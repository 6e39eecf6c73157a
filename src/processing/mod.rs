/*! Shared processing helpers

Building blocks for the dataset specific `process` steps: archive extraction, file copies,
and a couple of table operations (joins and grouped means).
!*/
mod files;
mod ops;

pub use files::{copy_file, unzip_file};
pub use ops::{group_mean, join_tables};
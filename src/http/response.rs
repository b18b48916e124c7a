//! Error responses.
//!
//! # Design Decisions
//! - WrongCredentials → 401, ServiceUnavailable → 503
//! - Dependency diagnostics never reach the response body

use axum::http::StatusCode;
use axum::response::{IntoResponse, Response};
use axum::Json;
use serde::{Deserialize, Serialize};

use crate::auth::LoginError;

/// JSON error body.
#[derive(Debug, Serialize, Deserialize)]
pub struct ErrorBody {
    pub error: String,
}

/// Errors returned by HTTP handlers.
#[derive(Debug)]
pub enum ApiError {
    Login(LoginError),
    BadRequest(String),
    Internal,
}

impl From<LoginError> for ApiError {
    fn from(err: LoginError) -> Self {
        ApiError::Login(err)
    }
}

impl ApiError {
    pub fn status(&self) -> StatusCode {
        match self {
            ApiError::Login(LoginError::WrongCredentials) => StatusCode::UNAUTHORIZED,
            ApiError::Login(LoginError::ServiceUnavailable) => StatusCode::SERVICE_UNAVAILABLE,
            ApiError::BadRequest(_) => StatusCode::BAD_REQUEST,
            ApiError::Internal => StatusCode::INTERNAL_SERVER_ERROR,
        }
    }
}

impl IntoResponse for ApiError {
    fn into_response(self) -> Response {
        let status = self.status();
        let error = match self {
            ApiError::Login(err) => err.to_string(),
            ApiError::BadRequest(reason) => reason,
            ApiError::Internal => "internal error".to_string(),
        };
        (status, Json(ErrorBody { error })).into_response()
    }
}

» What needs to be done: Would you restate, word for word, every line of the listing from its first line through the line with "# Design Decisions"?

» Answer area:
repository 6e39eecf6c73157a
filename src/processing/mod.rs
/*! Shared processing helpers

Building blocks for the dataset specific `process` steps: archive extraction, file copies,
and a couple of table operations (joins and grouped means).
!*/
mod files;
mod ops;

pub use files::{copy_file, unzip_file};
pub use ops::{group_mean, join_tables};
filename src/http/response.rs
repository b18b48916e124c7a
//! Error responses.
//!
//! # Design Decisions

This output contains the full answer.